Exercise: Report each line of the entries that contains the word "other", copied in full.

*** Given entries Section Begins ***

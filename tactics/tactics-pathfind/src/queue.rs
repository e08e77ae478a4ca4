//! Min-priority queue for the A* open set.
//!
//! A binary min-heap of `(item, priority)` entries. Items are identified by
//! a key-extraction function so the queue can report whether a logically
//! equal item is already waiting.
//!
//! There is no decrease-key: inserting an item that is already queued adds
//! a second entry. The search discards the stale one when it is extracted.
//!
//! # Example
//!
//! ```
//! use tactics_pathfind::queue::PriorityQueue;
//!
//! let mut queue = PriorityQueue::new();
//! queue.insert('b', 2.0);
//! queue.insert('a', 1.0);
//! queue.insert('c', 1.0);
//!
//! assert_eq!(queue.extract_min(), Some('a'));
//! assert_eq!(queue.extract_min(), Some('c')); // equal priority: FIFO
//! assert_eq!(queue.extract_min(), Some('b'));
//! assert!(queue.is_empty());
//! ```

use std::cmp::Ordering;
use std::collections::{BinaryHeap, HashMap};
use std::hash::Hash;

/// A heap entry. Ordered so that `BinaryHeap` pops the lowest priority,
/// and among equal priorities the earliest insertion.
struct Entry<T> {
    priority: f64,
    sequence: u64,
    item: T,
}

impl<T> PartialEq for Entry<T> {
    fn eq(&self, other: &Self) -> bool {
        self.cmp(other) == Ordering::Equal
    }
}

impl<T> Eq for Entry<T> {}

impl<T> PartialOrd for Entry<T> {
    fn partial_cmp(&self, other: &Self) -> Option<Ordering> {
        Some(self.cmp(other))
    }
}

impl<T> Ord for Entry<T> {
    fn cmp(&self, other: &Self) -> Ordering {
        // Reverse ordering for min-heap behavior (smaller priority = popped first)
        other
            .priority
            .total_cmp(&self.priority)
            .then_with(|| other.sequence.cmp(&self.sequence))
    }
}

/// Min-heap keyed by `K = key_fn(&item)`.
pub struct PriorityQueue<T, K, F = fn(&T) -> K> {
    heap: BinaryHeap<Entry<T>>,
    /// Number of heap entries per key.
    queued: HashMap<K, usize>,
    key_fn: F,
    next_sequence: u64,
}

impl<T: Clone + Eq + Hash> PriorityQueue<T, T> {
    /// Creates an empty queue where each item is its own key.
    #[must_use]
    pub fn new() -> Self {
        Self::with_key(T::clone)
    }
}

impl<T: Clone + Eq + Hash> Default for PriorityQueue<T, T> {
    fn default() -> Self {
        Self::new()
    }
}

impl<T, K, F> PriorityQueue<T, K, F>
where
    K: Eq + Hash,
    F: Fn(&T) -> K,
{
    /// Creates an empty queue that identifies items by `key_fn`.
    ///
    /// # Example
    ///
    /// ```
    /// use tactics_pathfind::queue::PriorityQueue;
    ///
    /// let mut queue = PriorityQueue::with_key(|unit: &(u32, &str)| unit.0);
    /// queue.insert((7, "scout"), 3.0);
    /// assert!(queue.contains(&7));
    /// ```
    pub fn with_key(key_fn: F) -> Self {
        Self {
            heap: BinaryHeap::new(),
            queued: HashMap::new(),
            key_fn,
            next_sequence: 0,
        }
    }

    /// Adds an item.
    ///
    /// Returns `true` if an entry with the same key was already queued; the
    /// new entry is added alongside it rather than replacing it.
    pub fn insert(&mut self, item: T, priority: f64) -> bool {
        let count = self.queued.entry((self.key_fn)(&item)).or_insert(0);
        let duplicate = *count > 0;
        *count += 1;

        self.heap.push(Entry {
            priority,
            sequence: self.next_sequence,
            item,
        });
        self.next_sequence += 1;

        duplicate
    }

    /// Removes and returns the item with the lowest priority.
    pub fn extract_min(&mut self) -> Option<T> {
        let entry = self.heap.pop()?;
        let key = (self.key_fn)(&entry.item);
        if let Some(count) = self.queued.get_mut(&key) {
            *count -= 1;
            if *count == 0 {
                self.queued.remove(&key);
            }
        }
        Some(entry.item)
    }

    /// Returns the lowest queued priority without removing anything.
    #[must_use]
    pub fn peek_priority(&self) -> Option<f64> {
        self.heap.peek().map(|entry| entry.priority)
    }

    /// Returns `true` if at least one entry with `key` is queued.
    #[must_use]
    pub fn contains(&self, key: &K) -> bool {
        self.queued.contains_key(key)
    }

    /// Number of heap entries, duplicates included.
    #[must_use]
    pub fn len(&self) -> usize {
        self.heap.len()
    }

    /// Returns `true` if the queue is empty.
    #[must_use]
    pub fn is_empty(&self) -> bool {
        self.heap.is_empty()
    }

    /// Removes every entry.
    pub fn clear(&mut self) {
        self.heap.clear();
        self.queued.clear();
    }
}

#[cfg(test)]
#[allow(clippy::unwrap_used, clippy::float_cmp)]
mod tests {
    use super::*;

    #[test]
    fn test_extracts_in_priority_order() {
        let mut queue = PriorityQueue::new();
        for (item, priority) in [(5, 5.0), (1, 1.0), (4, 4.0), (2, 2.0), (3, 3.0)] {
            queue.insert(item, priority);
        }
        let order: Vec<_> = std::iter::from_fn(|| queue.extract_min()).collect();
        assert_eq!(order, vec![1, 2, 3, 4, 5]);
    }

    #[test]
    fn test_ties_are_fifo() {
        let mut queue = PriorityQueue::new();
        for item in ["first", "second", "third"] {
            queue.insert(item, 1.0);
        }
        assert_eq!(queue.extract_min(), Some("first"));
        assert_eq!(queue.extract_min(), Some("second"));
        assert_eq!(queue.extract_min(), Some("third"));
    }

    #[test]
    fn test_empty_queue() {
        let mut queue: PriorityQueue<u8, u8> = PriorityQueue::default();
        assert!(queue.is_empty());
        assert_eq!(queue.len(), 0);
        assert_eq!(queue.extract_min(), None);
        assert_eq!(queue.peek_priority(), None);
    }

    #[test]
    fn test_reinsert_keeps_both_entries() {
        let mut queue = PriorityQueue::new();
        assert!(!queue.insert('x', 5.0));
        assert!(queue.insert('x', 2.0));
        assert_eq!(queue.len(), 2);
        assert_eq!(queue.peek_priority(), Some(2.0));

        assert_eq!(queue.extract_min(), Some('x'));
        assert!(queue.contains(&'x'));
        assert_eq!(queue.extract_min(), Some('x'));
        assert!(!queue.contains(&'x'));
    }

    #[test]
    fn test_custom_key() {
        let mut queue = PriorityQueue::with_key(|pair: &(char, u32)| pair.0);
        assert!(!queue.insert(('a', 1), 3.0));
        assert!(queue.insert(('a', 2), 1.0));
        assert!(!queue.insert(('b', 1), 2.0));
        assert_eq!(queue.extract_min(), Some(('a', 2)));
        assert_eq!(queue.extract_min(), Some(('b', 1)));
        assert_eq!(queue.extract_min(), Some(('a', 1)));
    }

    #[test]
    fn test_nan_priority_sorts_last() {
        let mut queue = PriorityQueue::new();
        queue.insert(1, f64::NAN);
        queue.insert(2, 10.0);
        assert_eq!(queue.extract_min(), Some(2));
        assert_eq!(queue.extract_min(), Some(1));
    }

    #[test]
    fn test_clear() {
        let mut queue = PriorityQueue::new();
        queue.insert(1, 1.0);
        queue.clear();
        assert!(queue.is_empty());
        assert!(!queue.contains(&1));
    }
}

*** Given entries Section Ends ***

Task answer:
    fn eq(&self, other: &Self) -> bool {
        self.cmp(other) == Ordering::Equal
    fn partial_cmp(&self, other: &Self) -> Option<Ordering> {
        Some(self.cmp(other))
    fn cmp(&self, other: &Self) -> Ordering {
        other
            .then_with(|| other.sequence.cmp(&self.sequence))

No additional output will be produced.